À ce stade, la suppression de l'abattement fiscal de 10% sur les pensions de retraite n'est qu'une suggestion, « à titre personnel », du président du Conseil d'orientation des retraites Gilbert Cette, reprise avec entrain par le président du Medef Patrick Martin. Mais en à peine quelques jours, cette suggestion s'est imposée au cœur du début budgétaire naissant. Les discussions sont en effet en cours au ministère de l'Economie et des Finances pour relancer la navette parlementaire du projet de loi de finances pour 2025. Et la quête d'économies n'a pas disparu.

Retraites : suppression de l'abattement de 10% sur la déclaration d'impôts, voici les perdants

Supprimer cet avantage fiscal bénéficiant à tous les retraités permettrait au fisc d'économiser 4,54 milliards d'euros. Forcément, tous les retraités payant déjà l'impôt sur le revenu seraient perdants : cette mesure serait bel et bien synonyme de hausse d'impôt pour tous les retraités imposables. Les seuls retraités n'y perdant pas sont les foyers non imposables.

Et encore. Certains foyers actuellement non imposables et dont le revenu fiscal de référence (RFR) tourne aujourd'hui autour de 17 000 euros risqueraient de devenir imposables. Concrètement, combien payeriez-vous en plus ? MoneyVox a fait chauffer la calculette.

Combien d'impôt en plus en cas de suppression de l'abattement fiscal de 10% des retraités ?
Foyer fiscalRevenus annuels déclarésImpôt actuelImpôt après suppression de l'abattement
Retraité seul14 400 €
(soit 1 200 € par mois)
Retraité seul18 500 €
(soit 1 542 € par mois)
0 €272 € environ
Retraité seul19 944 €
(soit 1 662 € par mois)
190 €510 € environ
Retraité seul24 000 €
(soit 2 000 € par mois)
774 €1 155 € environ
Couple de retraités19 944 € chacun
(soit 1 662 € par mois chacun)
682 €1 320 € environ

Source : simulateur officiel sur impots.gouv.fr + simulations MoneyVox avec des RFR équivalents aux revenus annuels déclarés pour mesurer l'impact de la suppression de l'abattement.
Précision : situations simplifiées. Sans aucune autre déduction ni abattement fiscal.

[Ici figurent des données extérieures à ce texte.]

use std::io::Write;
use std::path::Path;
use std::time::Duration;

use anyhow::Result;
use study_store::audio::{
    default_backend, list_recordings, load_clip, CaptureBackend, RecordingSession,
};
use study_store::controller::PracticeLog;
use study_store::layout::DataLayout;
use study_store::record::{Domain, Record, RecordId, ScoredAttempt, ScoredDraft, SpeakingDraft};
use study_store::repository::RecordsRepository;
use study_store::tips::{tips_for, SPEAKING_TEMPLATES};
use study_store::{SpeakingLog, StudyLogs};
use thiserror::Error;

use crate::cli::{Cli, Command, ScoredAction, ScoredFields, SpeakingAction, SpeakingFields};
use crate::render::{scored_table, speaking_table};
use crate::timer::run_timer;

#[derive(Debug, Error)]
pub enum CommandError {
    #[error("No item with number {0}")]
    MissingItem(RecordId),
}

pub async fn run<W: Write>(cli: Cli, out: &mut W) -> Result<()> {
    let layout = DataLayout::new(&cli.data_dir);

    match cli.command {
        Command::Tips { domain } => writeln!(out, "{}", tips_for(domain.into()))?,
        Command::Templates => writeln!(out, "{}", SPEAKING_TEMPLATES)?,
        Command::Timer { countdown } => {
            run_timer(countdown, out).await?;
        }
        Command::Reading { action } => {
            let mut logs = StudyLogs::open(&layout);
            warn_unreadable(&logs.reading, out)?;
            run_scored(&mut logs.reading, action, out)?;
        }
        Command::Listening { action } => {
            let mut logs = StudyLogs::open(&layout);
            warn_unreadable(&logs.listening, out)?;
            run_scored(&mut logs.listening, action, out)?;
        }
        Command::Speaking { action } => {
            let mut logs = StudyLogs::open(&layout);
            warn_unreadable(&logs.speaking, out)?;
            run_speaking(&mut logs.speaking, &layout, action, out).await?;
        }
    }

    Ok(())
}

fn warn_unreadable<T: RecordsRepository, W: Write>(
    log: &PracticeLog<T>,
    out: &mut W,
) -> Result<()> {
    if let Some(warning) = log.load_warning() {
        writeln!(out, "Warning: {}", warning)?;
    }
    Ok(())
}

fn run_scored<T, W>(log: &mut PracticeLog<T>, action: ScoredAction, out: &mut W) -> Result<()>
where
    T: RecordsRepository,
    T::Item: Record<Draft = ScoredDraft> + AsRef<ScoredAttempt>,
    W: Write,
{
    let domain = T::Item::DOMAIN;

    match action {
        ScoredAction::List { json } => {
            if json {
                writeln!(out, "{}", serde_json::to_string_pretty(log.records())?)?;
            } else {
                writeln!(out, "{}", scored_table(log.records()))?;
            }
        }
        ScoredAction::Add(fields) => {
            let id = log.add_blank()?;
            let draft = scored_draft(log, id, fields)?;
            log.save(id, draft)?;
            writeln!(out, "Added {} item {}", domain, id)?;
        }
        ScoredAction::Edit { id, fields } => {
            let draft = scored_draft(log, id, fields)?;
            log.save(id, draft)?;
            writeln!(out, "Saved {} item {}", domain, id)?;
        }
        ScoredAction::Delete { id } => {
            log.delete(id)?;
            writeln!(out, "Deleted {} item {}", domain, id)?;
        }
    }

    Ok(())
}

fn scored_draft<T>(
    log: &PracticeLog<T>,
    id: RecordId,
    fields: ScoredFields,
) -> Result<ScoredDraft>
where
    T: RecordsRepository,
    T::Item: AsRef<ScoredAttempt>,
{
    let current = log.get(id).ok_or(CommandError::MissingItem(id))?;
    Ok(fields.apply(ScoredDraft::from(current.as_ref())))
}

fn speaking_draft(
    log: &SpeakingLog,
    id: RecordId,
    fields: SpeakingFields,
) -> Result<SpeakingDraft> {
    let current = log.get(id).ok_or(CommandError::MissingItem(id))?;
    Ok(fields.apply(SpeakingDraft::from(current)))
}

async fn run_speaking<W: Write>(
    log: &mut SpeakingLog,
    layout: &DataLayout,
    action: SpeakingAction,
    out: &mut W,
) -> Result<()> {
    match action {
        SpeakingAction::List { json } => {
            if json {
                writeln!(out, "{}", serde_json::to_string_pretty(log.records())?)?;
            } else {
                writeln!(out, "{}", speaking_table(log.records()))?;
            }
        }
        SpeakingAction::Add(fields) => {
            let id = log.add_blank()?;
            if !fields.is_empty() {
                let draft = speaking_draft(log, id, fields)?;
                log.save(id, draft)?;
            }
            writeln!(out, "Added {} item {}", Domain::Speaking, id)?;
        }
        SpeakingAction::Edit { id, fields } => {
            let draft = speaking_draft(log, id, fields)?;
            log.save(id, draft)?;
            writeln!(out, "Saved {} item {}", Domain::Speaking, id)?;
        }
        SpeakingAction::Delete { id } => {
            log.delete(id)?;
            writeln!(out, "Deleted {} item {}", Domain::Speaking, id)?;
        }
        SpeakingAction::Devices => {
            for device in default_backend().input_devices()? {
                writeln!(out, "{}", device)?;
            }
        }
        SpeakingAction::Recordings { id } => {
            let recordings = list_recordings(&layout.recordings_dir(), id)?;
            if recordings.is_empty() {
                writeln!(out, "No recordings for item {}", id)?;
            }
            for path in recordings {
                writeln!(out, "{}", path.display())?;
            }
        }
        SpeakingAction::Record {
            id,
            seconds,
            device,
            play,
        } => {
            if log.get(id).is_none() {
                return Err(CommandError::MissingItem(id).into());
            }
            let session = RecordingSession::new(default_backend(), id);
            record_answer(session, layout, seconds, device.as_deref(), play, out).await?;
        }
        SpeakingAction::Play { path, from } => play_file(&path, from, out).await?,
    }

    Ok(())
}

async fn record_answer<B: CaptureBackend, W: Write>(
    mut session: RecordingSession<B>,
    layout: &DataLayout,
    seconds: u64,
    device: Option<&str>,
    play: bool,
    out: &mut W,
) -> Result<()> {
    session.start(device)?;
    writeln!(out, "Recording for {} seconds, Ctrl-C stops early", seconds)?;

    tokio::select! {
        _ = tokio::time::sleep(Duration::from_secs(seconds)) => {}
        _ = tokio::signal::ctrl_c() => {
            if let Some(elapsed) = session.recording_elapsed() {
                writeln!(out, "Stopped after {:.1} seconds", elapsed.as_secs_f64())?;
            }
        }
    }
    let duration = session.stop()?.duration_secs();
    writeln!(out, "Recorded {:.1} seconds", duration)?;

    if play {
        session.play(0.0)?;
        tokio::time::sleep(Duration::from_secs_f64(duration)).await;
        session.stop_playback();
    }

    layout.ensure_dirs()?;
    let path = session.save(&layout.recordings_dir())?;
    writeln!(out, "Saved answer for item {}: {}", session.record_id(), path.display())?;
    Ok(())
}

async fn play_file<W: Write>(path: &Path, from: f64, out: &mut W) -> Result<()> {
    let clip = load_clip(path)?.from_position(from);
    let mut backend = default_backend();

    writeln!(out, "Playing {:.1} seconds", clip.duration_secs())?;
    backend.play(&clip)?;
    tokio::select! {
        _ = tokio::time::sleep(Duration::from_secs_f64(clip.duration_secs())) => {}
        _ = tokio::signal::ctrl_c() => {}
    }
    backend.stop_playback();
    Ok(())
}

#[cfg(test)]
mod tests {
    use std::fs::read_to_string;

    use clap::Parser;
    use tempdir::TempDir;

    use super::run;
    use crate::cli::Cli;

    async fn run_args(tmp_dir: &TempDir, args: &[&str]) -> anyhow::Result<String> {
        let data_dir = tmp_dir.path().to_string_lossy().to_string();
        let mut argv = vec!["studylog", "--data-dir", data_dir.as_str()];
        argv.extend_from_slice(args);

        let mut out = Vec::new();
        run(Cli::try_parse_from(argv)?, &mut out).await?;
        Ok(String::from_utf8(out)?)
    }

    #[tokio::test]
    async fn test_reading_add_edit_list_delete() {
        let tmp_dir = TempDir::new("test_").unwrap();

        let added = run_args(
            &tmp_dir,
            &["reading", "add", "--url", "http://r", "--right-answers", "7", "--day", "2024-02-01"],
        )
        .await
        .unwrap();
        assert_eq!(added, "Added reading item 1\n");

        run_args(&tmp_dir, &["reading", "edit", "1", "--right-answers", "9"])
            .await
            .unwrap();
        assert_eq!(
            read_to_string(tmp_dir.path().join("reading.csv")).unwrap(),
            "id,url,right_answers,day\n1,http://r,9,2024-02-01\n"
        );

        let listed = run_args(&tmp_dir, &["reading", "list"]).await.unwrap();
        assert!(listed.contains("http://r"));

        let json = run_args(&tmp_dir, &["reading", "list", "--json"]).await.unwrap();
        let value: serde_json::Value = serde_json::from_str(&json).unwrap();
        assert_eq!(value[0]["right_answers"], 9);

        run_args(&tmp_dir, &["reading", "delete", "1"]).await.unwrap();
        let listed = run_args(&tmp_dir, &["reading", "list"]).await.unwrap();
        assert_eq!(listed, "No items yet.\n");

        tmp_dir.close().unwrap();
    }

    #[tokio::test]
    async fn test_listening_add_without_url_is_rejected() {
        let tmp_dir = TempDir::new("test_").unwrap();

        let err = run_args(&tmp_dir, &["listening", "add", "--right-answers", "3"])
            .await
            .unwrap_err();

        assert_eq!(err.to_string(), "Questions link cannot be empty");
        assert!(!tmp_dir.path().join("listening.csv").exists());

        tmp_dir.close().unwrap();
    }

    #[tokio::test]
    async fn test_edit_missing_item() {
        let tmp_dir = TempDir::new("test_").unwrap();

        let err = run_args(&tmp_dir, &["reading", "edit", "4", "--day", "2024-01-01"])
            .await
            .unwrap_err();

        assert_eq!(err.to_string(), "No item with number 4");

        tmp_dir.close().unwrap();
    }

    #[tokio::test]
    async fn test_speaking_add_is_stored_right_away() {
        let tmp_dir = TempDir::new("test_").unwrap();

        run_args(&tmp_dir, &["speaking", "add"]).await.unwrap();
        run_args(&tmp_dir, &["speaking", "add", "--url", "http://s", "--day", "2024-05-05"])
            .await
            .unwrap();

        let stored = read_to_string(tmp_dir.path().join("speaking.csv")).unwrap();
        let lines = stored.lines().collect::<Vec<&str>>();
        assert_eq!(lines[0], "id,url,day");
        assert!(lines[1].starts_with("1,,"));
        assert_eq!(lines[2], "2,http://s,2024-05-05");

        let recordings = run_args(&tmp_dir, &["speaking", "recordings", "1"])
            .await
            .unwrap();
        assert_eq!(recordings, "No recordings for item 1\n");

        tmp_dir.close().unwrap();
    }

    #[tokio::test]
    async fn test_unreadable_log_is_reported() {
        let tmp_dir = TempDir::new("test_").unwrap();
        std::fs::create_dir(tmp_dir.path().join("listening.csv")).unwrap();

        let listed = run_args(&tmp_dir, &["listening", "list"]).await.unwrap();

        assert!(listed.starts_with("Warning: Could not load items"));
        assert!(listed.ends_with("No items yet.\n"));

        tmp_dir.close().unwrap();
    }

    #[tokio::test]
    async fn test_unreadable_log_refuses_changes() {
        let tmp_dir = TempDir::new("test_").unwrap();
        std::fs::create_dir(tmp_dir.path().join("speaking.csv")).unwrap();

        let err = run_args(&tmp_dir, &["speaking", "add"]).await.unwrap_err();

        assert_eq!(
            err.to_string(),
            "Items were not loaded, the file is left as it is"
        );
        assert!(tmp_dir.path().join("speaking.csv").is_dir());

        tmp_dir.close().unwrap();
    }

    #[tokio::test]
    async fn test_edit_negative_item_number() {
        let tmp_dir = TempDir::new("test_").unwrap();
        std::fs::write(
            tmp_dir.path().join("reading.csv"),
            "id,url,right_answers,day\n-1,http://neg,3,2024-02-01\n",
        )
        .unwrap();

        run_args(&tmp_dir, &["reading", "edit", "-1", "--right-answers", "5"])
            .await
            .unwrap();

        assert_eq!(
            read_to_string(tmp_dir.path().join("reading.csv")).unwrap(),
            "id,url,right_answers,day\n-1,http://neg,5,2024-02-01\n"
        );

        tmp_dir.close().unwrap();
    }

    #[tokio::test]
    async fn test_tips_and_templates() {
        let tmp_dir = TempDir::new("test_").unwrap();

        let tips = run_args(&tmp_dir, &["tips", "listening"]).await.unwrap();
        assert!(tips.starts_with("The Listening section"));

        let templates = run_args(&tmp_dir, &["templates"]).await.unwrap();
        assert!(templates.starts_with("Task 1"));

        tmp_dir.close().unwrap();
    }

    #[cfg(not(feature = "capture"))]
    #[tokio::test]
    async fn test_record_without_capture_support() {
        let tmp_dir = TempDir::new("test_").unwrap();
        run_args(&tmp_dir, &["speaking", "add"]).await.unwrap();

        let err = run_args(&tmp_dir, &["speaking", "record", "1", "--seconds", "1"])
            .await
            .unwrap_err();

        assert!(err.to_string().starts_with("Audio recording not available"));

        tmp_dir.close().unwrap();
    }
}
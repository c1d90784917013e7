use chrono::Local;
use thiserror::Error;

use crate::record::{Record, RecordId, ValidationError};
use crate::repository::{RecordsRepository, RepositoryError};

#[derive(Debug, Error)]
pub enum SaveRecordError {
    #[error("{0}")]
    Invalid(#[from] ValidationError),
    #[error("Items were not loaded, the file is left as it is")]
    NotLoaded,
    #[error("Could not save items: {0}")]
    Storage(#[from] RepositoryError),
}

pub type SaveResult<T> = Result<T, SaveRecordError>;

#[derive(Debug, Error)]
pub enum AddRecordError {
    #[error("No item numbers left")]
    IdsExhausted,
    #[error("Items were not loaded, the file is left as it is")]
    NotLoaded,
    #[error("Could not store new item: {0}")]
    Storage(#[from] RepositoryError),
}

pub type AddResult<T> = Result<T, AddRecordError>;

#[derive(Debug, Error)]
pub enum DeleteRecordError {
    #[error("Items were not loaded, the file is left as it is")]
    NotLoaded,
    #[error("Could not delete item: {0}")]
    Storage(#[from] RepositoryError),
}

pub type DeleteResult<T> = Result<T, DeleteRecordError>;

/// Validated mutation surface over one domain's log.
///
/// Holds the in-memory copy the front end renders from. The copy only changes after the
/// repository accepted the write, so a failed save or delete leaves it as it was.
/// A log that failed to load refuses every mutation, so the unreadable file is never replaced.
#[derive(Debug)]
pub struct PracticeLog<T: RecordsRepository> {
    repo: T,
    records: Vec<T::Item>,
    load_warning: Option<String>,
}

impl<T: RecordsRepository> PracticeLog<T> {
    /// Loads the full set. An unreadable store is reported through [`PracticeLog::load_warning`]
    /// and the log starts empty.
    pub fn open(repo: T) -> Self {
        let (records, load_warning) = match repo.load() {
            Ok(records) => (records, None),
            Err(err) => {
                log::error!("[{}] Could not load items: {}", T::Item::DOMAIN, err);
                (Vec::new(), Some(format!("Could not load items: {}", err)))
            }
        };

        PracticeLog {
            repo,
            records,
            load_warning,
        }
    }

    pub fn load_warning(&self) -> Option<&str> {
        self.load_warning.as_deref()
    }

    pub fn records(&self) -> &[T::Item] {
        &self.records
    }

    pub fn get(&self, record_id: RecordId) -> Option<&T::Item> {
        self.records.iter().find(|record| record.id() == record_id)
    }

    pub fn repository(&self) -> &T {
        &self.repo
    }

    /// Appends a placeholder record dated today.
    ///
    /// Reading and listening keep it in memory until the first save. Speaking writes the
    /// whole set straight away.
    pub fn add_blank(&mut self) -> AddResult<RecordId> {
        if self.load_warning.is_some() {
            return Err(AddRecordError::NotLoaded);
        }
        let id = self
            .repo
            .next_id(&self.records)
            .ok_or(AddRecordError::IdsExhausted)?;
        let blank = T::Item::blank(id, Local::now().date_naive().to_string());

        if T::Item::DOMAIN.persists_on_add() {
            let mut updated = self.records.clone();
            updated.push(blank);
            self.repo.replace_all(&updated)?;
            self.records = updated;
        } else {
            self.records.push(blank);
        }

        log::info!("[{}] Added item {}", T::Item::DOMAIN, id);
        Ok(id)
    }

    /// Validates the draft and upserts it under `record_id`, then rewrites the whole set.
    pub fn save(
        &mut self,
        record_id: RecordId,
        draft: <T::Item as Record>::Draft,
    ) -> SaveResult<()> {
        if self.load_warning.is_some() {
            return Err(SaveRecordError::NotLoaded);
        }
        let record = T::Item::from_draft(record_id, draft)?;

        let mut updated = self.records.clone();
        match updated.iter_mut().find(|it| it.id() == record_id) {
            Some(existing) => *existing = record,
            None => updated.push(record),
        }
        updated.sort_by_key(|it| it.id());

        self.repo.replace_all(&updated)?;
        self.records = updated;

        log::info!("[{}] Saved item {}", T::Item::DOMAIN, record_id);
        Ok(())
    }

    pub fn delete(&mut self, record_id: RecordId) -> DeleteResult<()> {
        if self.load_warning.is_some() {
            return Err(DeleteRecordError::NotLoaded);
        }
        self.repo.delete(record_id)?;
        self.records.retain(|record| record.id() != record_id);

        log::info!("[{}] Deleted item {}", T::Item::DOMAIN, record_id);
        Ok(())
    }
}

320 euros de hausse d'impôt pour une retraite « moyenne »

Ces simulations, qui complètent les estimations plus globales réalisées avec une autre méthodologie par l'économiste de l'OFCE Pierre Madec, montrent que la disparition de cet avantage fiscal contraindrait les retraités à payer plusieurs centaines d'euros d'impôt par an en plus.

Y compris pour des retraités touchant la pension moyenne (1 662 euros net mensuel, base + complémentaire, selon la Drees) : 320 euros d'impôt supplémentaires dans ce cas ! Et un taux de prélèvement à la source qui bondirait de 1% à 2,3%, le prélèvement mensuel passant à environ 36 euros par mois contre 17 euros actuellement pour ce retraité « moyen ».

Précision : le complexe mécanisme fiscal de la décote permet de modérer l'impôt des foyers modestes. En touchant à l'abattement de 10% pour les retraités, les foyers bénéficiaires en profiteraient beaucoup moins, raison pour laquelle la hausse d'impôt paraît aussi importante les concernant.

Qui sont les retraités non imposables risquant de devenir imposables ?

Prenons le cas du retraité célibataire touchant 1 542 euros par mois, déclarant donc 18 500 euros par an. Aujourd'hui, il ne paie pas d'impôt sur le revenu. Il profite pleinement du mécanisme de la décote, qui annule son impôt « théorique ». Mais il est « à la lisière » de l'entrée dans le barème. En supprimant l'abattement fiscal de 10% sur les pensions, ce retraité vivant seul payerait 272 euros d'impôt sur le revenu.

À l'image de cet exemple théorique, ce sont tous les retraités dont le « revenu fiscal » (plus précisément le revenu net imposable, notion proche du RFR) est légèrement inférieur à 17 144 euros (pour une personne seule, 28 438 euros pour un couple) qui risquent de commencer à payer l'impôt sur le revenu en cas de suppression de l'abattement. Aujourd'hui, ces foyers ne paient pas l'impôt. Sans l'abattement, ils le payeraient.

L'effet pervers de la décote (voir l'encadré ci-dessus) et la bascule de nombreux foyers dans l'impôt sur le revenu laissent à penser que, si jamais cet abattement était supprimé, le gouvernement devrait probablement atténuer ces effets de bord.